WHAT IS EXPECTED: Up to and including the line that contains "resolves to <workspace-root>/migrations/", return every line from the start of the data, unchanged.

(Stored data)

____________

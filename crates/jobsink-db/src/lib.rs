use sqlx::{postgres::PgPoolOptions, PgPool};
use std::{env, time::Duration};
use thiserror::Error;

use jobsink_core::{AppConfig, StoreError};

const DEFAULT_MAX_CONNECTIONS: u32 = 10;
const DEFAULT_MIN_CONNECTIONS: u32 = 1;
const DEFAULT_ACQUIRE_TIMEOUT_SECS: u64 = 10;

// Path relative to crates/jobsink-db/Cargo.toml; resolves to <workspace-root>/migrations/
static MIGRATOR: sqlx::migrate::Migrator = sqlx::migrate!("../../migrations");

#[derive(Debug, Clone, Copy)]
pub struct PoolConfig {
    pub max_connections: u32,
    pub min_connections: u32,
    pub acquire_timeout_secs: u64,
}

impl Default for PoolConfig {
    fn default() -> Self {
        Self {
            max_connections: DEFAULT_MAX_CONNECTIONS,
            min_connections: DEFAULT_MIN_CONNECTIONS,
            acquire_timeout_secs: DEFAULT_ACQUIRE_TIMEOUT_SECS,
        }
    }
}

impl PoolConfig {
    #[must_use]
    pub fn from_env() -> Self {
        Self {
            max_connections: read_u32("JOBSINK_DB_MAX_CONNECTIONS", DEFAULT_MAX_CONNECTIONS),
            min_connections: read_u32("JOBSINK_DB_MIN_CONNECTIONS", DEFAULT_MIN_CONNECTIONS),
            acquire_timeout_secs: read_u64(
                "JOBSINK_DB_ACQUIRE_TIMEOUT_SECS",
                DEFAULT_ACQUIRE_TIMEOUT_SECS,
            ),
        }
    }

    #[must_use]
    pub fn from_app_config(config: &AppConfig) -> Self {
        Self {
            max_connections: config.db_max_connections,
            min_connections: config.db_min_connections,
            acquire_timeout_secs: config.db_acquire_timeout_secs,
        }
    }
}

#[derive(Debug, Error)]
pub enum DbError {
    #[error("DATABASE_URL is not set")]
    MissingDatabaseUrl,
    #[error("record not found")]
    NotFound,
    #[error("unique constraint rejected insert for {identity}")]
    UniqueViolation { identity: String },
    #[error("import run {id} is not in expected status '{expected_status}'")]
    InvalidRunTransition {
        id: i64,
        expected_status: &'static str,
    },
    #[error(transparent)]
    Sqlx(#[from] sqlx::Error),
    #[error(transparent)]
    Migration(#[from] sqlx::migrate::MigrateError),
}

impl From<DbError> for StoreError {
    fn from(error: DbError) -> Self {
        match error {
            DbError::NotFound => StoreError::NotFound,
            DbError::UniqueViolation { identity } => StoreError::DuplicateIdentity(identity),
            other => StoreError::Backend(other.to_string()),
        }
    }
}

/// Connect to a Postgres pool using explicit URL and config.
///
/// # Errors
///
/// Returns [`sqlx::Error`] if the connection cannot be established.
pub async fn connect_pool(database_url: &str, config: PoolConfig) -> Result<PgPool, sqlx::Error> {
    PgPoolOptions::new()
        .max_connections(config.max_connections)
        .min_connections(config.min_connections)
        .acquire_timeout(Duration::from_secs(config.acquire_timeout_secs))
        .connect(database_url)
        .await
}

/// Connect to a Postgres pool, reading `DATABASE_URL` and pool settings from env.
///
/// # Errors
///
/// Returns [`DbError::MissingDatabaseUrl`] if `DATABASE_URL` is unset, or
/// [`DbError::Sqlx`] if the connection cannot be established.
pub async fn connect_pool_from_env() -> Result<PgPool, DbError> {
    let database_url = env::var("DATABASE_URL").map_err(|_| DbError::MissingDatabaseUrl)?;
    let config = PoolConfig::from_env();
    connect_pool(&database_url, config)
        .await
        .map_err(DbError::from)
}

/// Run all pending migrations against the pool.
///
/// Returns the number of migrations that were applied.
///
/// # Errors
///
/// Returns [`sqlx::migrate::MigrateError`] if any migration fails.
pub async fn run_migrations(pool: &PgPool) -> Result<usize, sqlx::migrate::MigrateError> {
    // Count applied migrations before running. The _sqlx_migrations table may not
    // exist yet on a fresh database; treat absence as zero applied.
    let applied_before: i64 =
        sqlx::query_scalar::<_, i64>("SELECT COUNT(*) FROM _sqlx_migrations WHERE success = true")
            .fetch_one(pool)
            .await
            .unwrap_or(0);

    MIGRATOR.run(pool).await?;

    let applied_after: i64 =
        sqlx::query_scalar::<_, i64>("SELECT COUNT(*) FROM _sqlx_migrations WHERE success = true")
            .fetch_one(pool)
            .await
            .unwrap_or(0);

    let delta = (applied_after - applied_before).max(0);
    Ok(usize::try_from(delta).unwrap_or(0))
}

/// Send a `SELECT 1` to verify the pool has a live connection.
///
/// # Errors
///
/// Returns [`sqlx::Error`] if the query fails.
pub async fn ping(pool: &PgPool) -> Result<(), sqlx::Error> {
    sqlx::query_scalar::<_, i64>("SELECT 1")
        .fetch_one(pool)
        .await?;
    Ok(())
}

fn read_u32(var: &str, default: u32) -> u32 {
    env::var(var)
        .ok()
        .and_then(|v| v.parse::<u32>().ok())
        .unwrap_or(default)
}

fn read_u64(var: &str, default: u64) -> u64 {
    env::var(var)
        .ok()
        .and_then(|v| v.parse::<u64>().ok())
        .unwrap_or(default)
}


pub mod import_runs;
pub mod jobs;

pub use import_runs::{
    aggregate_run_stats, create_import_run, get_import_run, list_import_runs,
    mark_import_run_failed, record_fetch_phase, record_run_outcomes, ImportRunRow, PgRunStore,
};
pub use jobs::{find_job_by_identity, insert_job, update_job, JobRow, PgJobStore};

____________

EXERCISE RESULT:
filename crates/jobsink-db/src/lib.rs
use sqlx::{postgres::PgPoolOptions, PgPool};
use std::{env, time::Duration};
use thiserror::Error;

use jobsink_core::{AppConfig, StoreError};

const DEFAULT_MAX_CONNECTIONS: u32 = 10;
const DEFAULT_MIN_CONNECTIONS: u32 = 1;
const DEFAULT_ACQUIRE_TIMEOUT_SECS: u64 = 10;

// Path relative to crates/jobsink-db/Cargo.toml; resolves to <workspace-root>/migrations/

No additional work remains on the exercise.